Charles Brigham (1841-1925) is best known for his huge, late works--public buildings in Boston and Fairhaven, Massachusetts, executed with Charles Coveney and Henry K. Bisbee. The earlier, twenty year partnership of this prolific architect with the English-educated JOHN HUBBARD STURGIS gave him, however, the breadth of vision, architectural sophistication, and self-confidence which made possible his later achievement.
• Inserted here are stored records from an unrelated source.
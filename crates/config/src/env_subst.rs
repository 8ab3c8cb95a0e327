/// Replace `${ENV_VAR}` and `${ENV_VAR:-fallback}` placeholders in raw config text.
///
/// Unresolvable variables without a fallback are left as-is, so a missing
/// credential shows up later as a host-side auth failure rather than a
/// silently empty string.
pub fn substitute_env(input: &str) -> String {
    substitute_env_with(input, |name| std::env::var(name).ok())
}

/// Same as [`substitute_env`] with a custom lookup, testable without
/// touching the process environment.
fn substitute_env_with(input: &str, lookup: impl Fn(&str) -> Option<String>) -> String {
    let mut result = String::with_capacity(input.len());
    let mut rest = input;

    while let Some(start) = rest.find("${") {
        result.push_str(&rest[..start]);
        let after = &rest[start + 2..];
        let Some(end) = after.find('}') else {
            // Unterminated: emit the remainder literally.
            result.push_str(&rest[start..]);
            return result;
        };

        let body = &after[..end];
        let (name, fallback) = match body.split_once(":-") {
            Some((name, fallback)) => (name, Some(fallback)),
            None => (body, None),
        };

        if name.is_empty() {
            result.push_str(&rest[start..start + 2 + end + 1]);
        } else {
            match (lookup(name), fallback) {
                (Some(val), _) => result.push_str(&val),
                (None, Some(fallback)) => result.push_str(fallback),
                (None, None) => result.push_str(&rest[start..start + 2 + end + 1]),
            }
        }
        rest = &after[end + 1..];
    }

    result.push_str(rest);
    result
}
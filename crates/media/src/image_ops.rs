//! Local image helpers.
//!
//! All real transformation happens on the host. Locally we only sniff
//! formats (to label the multipart part and log dimensions) and render the
//! one-pixel base image used for placeholders.

use std::io::Cursor;

use {
    anyhow::{Context, Result, bail},
    image::{ImageFormat, ImageReader, Rgb, RgbImage},
};

/// MIME type sent for buffers whose format cannot be sniffed.
pub const FALLBACK_MEDIA_TYPE: &str = "application/octet-stream";

/// Image metadata.
#[derive(Debug, Clone)]
pub struct ImageMetadata {
    pub width: u32,
    pub height: u32,
    pub format: Option<ImageFormat>,
}

/// Get metadata about an image without fully decoding it.
pub fn get_image_metadata(data: &[u8]) -> Result<ImageMetadata> {
    let reader = ImageReader::new(Cursor::new(data))
        .with_guessed_format()
        .context("failed to guess image format")?;

    let format = reader.format();
    let (width, height) = reader
        .into_dimensions()
        .context("failed to read image dimensions")?;

    Ok(ImageMetadata {
        width,
        height,
        format,
    })
}

/// Guess a MIME type from magic bytes.
pub fn detect_media_type(data: &[u8]) -> &'static str {
    image::guess_format(data)
        .map(|f| f.to_mime_type())
        .unwrap_or(FALLBACK_MEDIA_TYPE)
}

/// Parse `#RRGGBB` into an RGB triple.
pub fn parse_hex_color(value: &str) -> Result<[u8; 3]> {
    mediahost_config::parse_hex_color(value)
        .with_context(|| format!("colour {value:?} must be #RRGGBB"))
}

/// Render a solid-colour PNG.
pub fn solid_png(width: u32, height: u32, rgb: [u8; 3]) -> Result<Vec<u8>> {
    if width == 0 || height == 0 {
        bail!("image dimensions must be non-zero, got {width}x{height}");
    }
    let img = RgbImage::from_pixel(width, height, Rgb(rgb));
    let mut output = Cursor::new(Vec::new());
    img.write_to(&mut output, ImageFormat::Png)
        .context("failed to encode png")?;
    Ok(output.into_inner())
}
After drafting for Calvin Ruder of Cambridge in the late 1850’s, Brigham joined GRIDLEY J.F. BRYANT and ARTHUR D. GILMAN as their Boston City Hall and Arlington Street Church were being erected. Here, he met Sturgis, with whom he formed a partnership following service in the Civil War. From 1866 to 1886, Sturgis and Brigham designed noble Queen Anne Revival buildings which established their role as purveyors of English artistic standards for Boston. Although the brilliant Sturgis was prime designer, Brigham’s capability to manage both aristocratic clients and the labor force enabled their structurally and decoratively innovative practice to flourish. After 1886, Brigham quickly gained prominence with his sensitive addition to CHARLES BULFINCH’s Massachusetts State House (1887-1895), conceptually a pace-setter in Colonia’ Revival design and influential on such later state capitols as CASS GILBERT’s in St. Paul, Minnesota. The huge ribbed dome of Brigham’s Christian Science Mother Church Extension (1904-1909), like Gilbert’s St. Paul’s Capitol, is a free transcription of the European Renaissance architecture which Brigham saw only later in life. Unique in the Back Bay is the Loire valley grandeur of his stone Albert Burrage House (1899).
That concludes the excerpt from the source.